Problem to solve :: From the entries that follow, pick out all lines holding "fail".
══ Extracted material
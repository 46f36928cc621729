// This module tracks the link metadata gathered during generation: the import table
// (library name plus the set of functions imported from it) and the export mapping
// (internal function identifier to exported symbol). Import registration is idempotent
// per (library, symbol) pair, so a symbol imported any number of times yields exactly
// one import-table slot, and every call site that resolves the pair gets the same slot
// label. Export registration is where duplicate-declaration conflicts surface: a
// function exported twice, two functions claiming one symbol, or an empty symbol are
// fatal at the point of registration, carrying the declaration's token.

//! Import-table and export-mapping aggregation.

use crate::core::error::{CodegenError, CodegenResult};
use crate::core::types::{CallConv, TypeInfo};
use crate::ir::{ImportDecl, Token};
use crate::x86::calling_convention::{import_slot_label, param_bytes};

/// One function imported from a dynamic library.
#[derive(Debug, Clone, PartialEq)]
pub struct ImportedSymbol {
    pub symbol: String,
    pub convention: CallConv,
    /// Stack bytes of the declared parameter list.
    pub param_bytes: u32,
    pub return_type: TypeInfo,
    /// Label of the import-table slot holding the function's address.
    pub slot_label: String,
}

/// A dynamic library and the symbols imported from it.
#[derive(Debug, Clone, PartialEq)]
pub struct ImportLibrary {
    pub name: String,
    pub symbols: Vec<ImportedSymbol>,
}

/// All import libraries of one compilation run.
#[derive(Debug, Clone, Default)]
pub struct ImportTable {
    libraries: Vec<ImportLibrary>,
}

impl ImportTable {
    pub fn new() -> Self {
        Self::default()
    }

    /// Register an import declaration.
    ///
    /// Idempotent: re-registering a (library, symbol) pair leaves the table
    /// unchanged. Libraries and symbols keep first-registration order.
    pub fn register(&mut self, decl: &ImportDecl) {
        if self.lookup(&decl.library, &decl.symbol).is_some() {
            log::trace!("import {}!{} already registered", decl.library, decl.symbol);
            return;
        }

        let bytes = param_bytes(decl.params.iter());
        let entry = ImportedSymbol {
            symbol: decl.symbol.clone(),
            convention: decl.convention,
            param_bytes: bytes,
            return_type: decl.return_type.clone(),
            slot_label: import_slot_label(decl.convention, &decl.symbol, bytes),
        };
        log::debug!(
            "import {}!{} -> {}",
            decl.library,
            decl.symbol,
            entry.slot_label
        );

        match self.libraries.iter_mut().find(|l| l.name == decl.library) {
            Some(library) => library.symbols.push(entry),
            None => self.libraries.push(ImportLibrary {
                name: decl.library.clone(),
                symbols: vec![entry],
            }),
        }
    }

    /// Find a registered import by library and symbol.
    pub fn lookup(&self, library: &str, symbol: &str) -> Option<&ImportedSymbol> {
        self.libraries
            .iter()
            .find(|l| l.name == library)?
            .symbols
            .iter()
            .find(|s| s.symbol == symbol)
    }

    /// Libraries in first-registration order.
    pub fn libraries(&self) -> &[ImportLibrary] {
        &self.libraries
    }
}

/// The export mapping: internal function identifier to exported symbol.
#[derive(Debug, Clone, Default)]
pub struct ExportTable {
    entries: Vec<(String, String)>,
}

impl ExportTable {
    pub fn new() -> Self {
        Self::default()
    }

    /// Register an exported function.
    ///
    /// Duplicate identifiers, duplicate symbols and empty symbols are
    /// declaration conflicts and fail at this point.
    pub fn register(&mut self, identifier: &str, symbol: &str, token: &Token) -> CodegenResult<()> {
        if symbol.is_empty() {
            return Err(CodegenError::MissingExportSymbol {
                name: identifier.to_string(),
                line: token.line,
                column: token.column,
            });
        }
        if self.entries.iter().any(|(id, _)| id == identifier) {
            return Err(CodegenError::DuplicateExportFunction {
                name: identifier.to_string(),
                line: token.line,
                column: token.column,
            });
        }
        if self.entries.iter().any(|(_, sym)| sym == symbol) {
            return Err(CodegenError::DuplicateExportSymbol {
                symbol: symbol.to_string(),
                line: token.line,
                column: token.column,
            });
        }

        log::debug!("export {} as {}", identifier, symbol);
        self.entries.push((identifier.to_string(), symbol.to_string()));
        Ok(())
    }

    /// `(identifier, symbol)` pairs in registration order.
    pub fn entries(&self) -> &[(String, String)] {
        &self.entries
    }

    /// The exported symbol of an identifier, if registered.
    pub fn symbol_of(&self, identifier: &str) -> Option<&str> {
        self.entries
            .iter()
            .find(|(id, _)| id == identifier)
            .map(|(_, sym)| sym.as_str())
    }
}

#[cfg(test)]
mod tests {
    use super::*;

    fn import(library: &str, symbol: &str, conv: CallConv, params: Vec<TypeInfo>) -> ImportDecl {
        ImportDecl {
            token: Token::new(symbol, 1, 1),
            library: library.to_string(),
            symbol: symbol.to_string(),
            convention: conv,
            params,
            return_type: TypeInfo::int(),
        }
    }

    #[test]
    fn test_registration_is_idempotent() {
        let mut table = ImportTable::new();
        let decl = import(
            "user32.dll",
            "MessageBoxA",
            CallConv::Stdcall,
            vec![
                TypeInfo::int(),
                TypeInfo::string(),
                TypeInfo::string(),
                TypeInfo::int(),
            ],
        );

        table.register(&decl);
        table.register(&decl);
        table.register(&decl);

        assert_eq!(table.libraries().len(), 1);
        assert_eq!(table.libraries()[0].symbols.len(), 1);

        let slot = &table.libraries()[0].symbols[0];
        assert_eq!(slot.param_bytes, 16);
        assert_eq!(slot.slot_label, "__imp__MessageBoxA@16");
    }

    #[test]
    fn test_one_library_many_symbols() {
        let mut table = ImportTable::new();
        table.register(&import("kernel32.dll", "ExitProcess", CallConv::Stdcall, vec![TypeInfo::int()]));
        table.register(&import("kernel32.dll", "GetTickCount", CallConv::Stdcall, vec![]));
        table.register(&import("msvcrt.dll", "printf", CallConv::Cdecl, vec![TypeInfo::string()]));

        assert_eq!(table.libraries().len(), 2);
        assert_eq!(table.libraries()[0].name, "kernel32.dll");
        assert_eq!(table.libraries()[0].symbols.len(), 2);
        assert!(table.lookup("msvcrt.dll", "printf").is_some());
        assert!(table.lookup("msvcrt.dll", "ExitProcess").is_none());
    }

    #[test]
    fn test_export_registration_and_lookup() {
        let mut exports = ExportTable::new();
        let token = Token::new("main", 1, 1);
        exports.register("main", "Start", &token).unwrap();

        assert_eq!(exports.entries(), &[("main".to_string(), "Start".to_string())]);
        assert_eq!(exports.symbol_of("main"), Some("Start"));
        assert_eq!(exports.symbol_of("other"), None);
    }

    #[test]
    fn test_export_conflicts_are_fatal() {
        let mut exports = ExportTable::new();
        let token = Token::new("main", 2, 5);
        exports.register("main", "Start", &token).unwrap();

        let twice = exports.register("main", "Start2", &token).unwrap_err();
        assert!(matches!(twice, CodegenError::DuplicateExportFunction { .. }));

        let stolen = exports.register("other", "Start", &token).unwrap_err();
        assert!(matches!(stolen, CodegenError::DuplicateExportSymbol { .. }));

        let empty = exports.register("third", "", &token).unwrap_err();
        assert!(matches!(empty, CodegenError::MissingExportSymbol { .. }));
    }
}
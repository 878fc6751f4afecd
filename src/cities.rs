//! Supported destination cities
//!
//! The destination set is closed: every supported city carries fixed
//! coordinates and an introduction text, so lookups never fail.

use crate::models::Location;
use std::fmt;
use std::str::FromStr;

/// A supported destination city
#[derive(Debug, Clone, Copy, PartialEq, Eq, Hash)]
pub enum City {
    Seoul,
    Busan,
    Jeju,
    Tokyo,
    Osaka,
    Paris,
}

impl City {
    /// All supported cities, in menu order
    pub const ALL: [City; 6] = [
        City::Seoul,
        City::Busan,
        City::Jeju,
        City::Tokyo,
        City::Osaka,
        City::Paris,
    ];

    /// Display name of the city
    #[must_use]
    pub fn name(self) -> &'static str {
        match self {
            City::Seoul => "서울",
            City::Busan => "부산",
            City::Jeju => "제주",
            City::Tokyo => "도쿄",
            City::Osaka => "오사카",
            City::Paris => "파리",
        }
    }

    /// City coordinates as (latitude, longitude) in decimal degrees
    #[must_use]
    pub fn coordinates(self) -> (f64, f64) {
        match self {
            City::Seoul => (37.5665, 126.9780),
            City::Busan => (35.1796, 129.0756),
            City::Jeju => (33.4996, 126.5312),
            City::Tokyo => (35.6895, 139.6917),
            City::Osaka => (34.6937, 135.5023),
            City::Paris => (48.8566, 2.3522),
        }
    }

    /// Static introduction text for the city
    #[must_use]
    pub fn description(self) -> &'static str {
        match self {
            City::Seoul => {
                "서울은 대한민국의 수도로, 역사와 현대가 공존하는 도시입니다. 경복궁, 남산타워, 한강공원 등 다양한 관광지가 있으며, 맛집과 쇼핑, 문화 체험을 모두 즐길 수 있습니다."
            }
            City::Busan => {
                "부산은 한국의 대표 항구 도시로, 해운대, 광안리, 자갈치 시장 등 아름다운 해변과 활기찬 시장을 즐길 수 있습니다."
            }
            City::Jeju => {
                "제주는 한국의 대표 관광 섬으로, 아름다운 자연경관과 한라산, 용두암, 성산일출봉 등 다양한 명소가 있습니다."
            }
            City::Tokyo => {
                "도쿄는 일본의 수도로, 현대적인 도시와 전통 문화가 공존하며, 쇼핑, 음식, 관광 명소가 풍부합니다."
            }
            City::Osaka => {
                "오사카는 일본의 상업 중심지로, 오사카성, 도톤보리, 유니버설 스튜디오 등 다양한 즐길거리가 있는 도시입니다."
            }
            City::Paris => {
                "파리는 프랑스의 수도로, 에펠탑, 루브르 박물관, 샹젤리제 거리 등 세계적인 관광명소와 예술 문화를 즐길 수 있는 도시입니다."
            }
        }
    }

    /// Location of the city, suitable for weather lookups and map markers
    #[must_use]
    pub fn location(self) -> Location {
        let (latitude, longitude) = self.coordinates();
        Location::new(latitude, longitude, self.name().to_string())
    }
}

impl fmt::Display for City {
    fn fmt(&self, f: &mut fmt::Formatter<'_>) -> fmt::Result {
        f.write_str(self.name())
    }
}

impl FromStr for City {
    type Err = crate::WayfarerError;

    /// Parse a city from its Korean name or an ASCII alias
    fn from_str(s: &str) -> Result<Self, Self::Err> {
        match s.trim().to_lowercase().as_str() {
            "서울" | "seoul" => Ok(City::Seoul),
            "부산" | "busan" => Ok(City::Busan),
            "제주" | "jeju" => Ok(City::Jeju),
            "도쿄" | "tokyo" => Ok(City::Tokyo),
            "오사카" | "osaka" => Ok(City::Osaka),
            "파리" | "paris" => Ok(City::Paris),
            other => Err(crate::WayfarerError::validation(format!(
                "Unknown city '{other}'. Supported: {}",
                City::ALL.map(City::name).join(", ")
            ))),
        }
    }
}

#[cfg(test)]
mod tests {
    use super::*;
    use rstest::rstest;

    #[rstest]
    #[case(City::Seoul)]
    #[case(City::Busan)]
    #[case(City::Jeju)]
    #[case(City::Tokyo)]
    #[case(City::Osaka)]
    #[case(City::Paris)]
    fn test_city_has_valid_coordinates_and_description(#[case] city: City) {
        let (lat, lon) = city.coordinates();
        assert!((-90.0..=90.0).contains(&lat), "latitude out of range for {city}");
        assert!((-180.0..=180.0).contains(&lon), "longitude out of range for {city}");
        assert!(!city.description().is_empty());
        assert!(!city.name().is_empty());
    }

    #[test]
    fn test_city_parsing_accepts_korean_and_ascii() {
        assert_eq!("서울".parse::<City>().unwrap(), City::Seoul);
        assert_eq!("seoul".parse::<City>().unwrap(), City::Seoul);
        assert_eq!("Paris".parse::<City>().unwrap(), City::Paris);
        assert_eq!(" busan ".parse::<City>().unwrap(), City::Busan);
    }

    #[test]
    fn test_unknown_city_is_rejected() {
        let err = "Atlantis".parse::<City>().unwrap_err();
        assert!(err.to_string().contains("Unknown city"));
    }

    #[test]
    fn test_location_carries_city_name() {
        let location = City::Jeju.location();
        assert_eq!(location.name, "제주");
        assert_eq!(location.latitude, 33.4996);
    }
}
════
Task output ::
    /// declaration conflicts and fail at this point.
//! coordinates and an introduction text, so lookups never fail.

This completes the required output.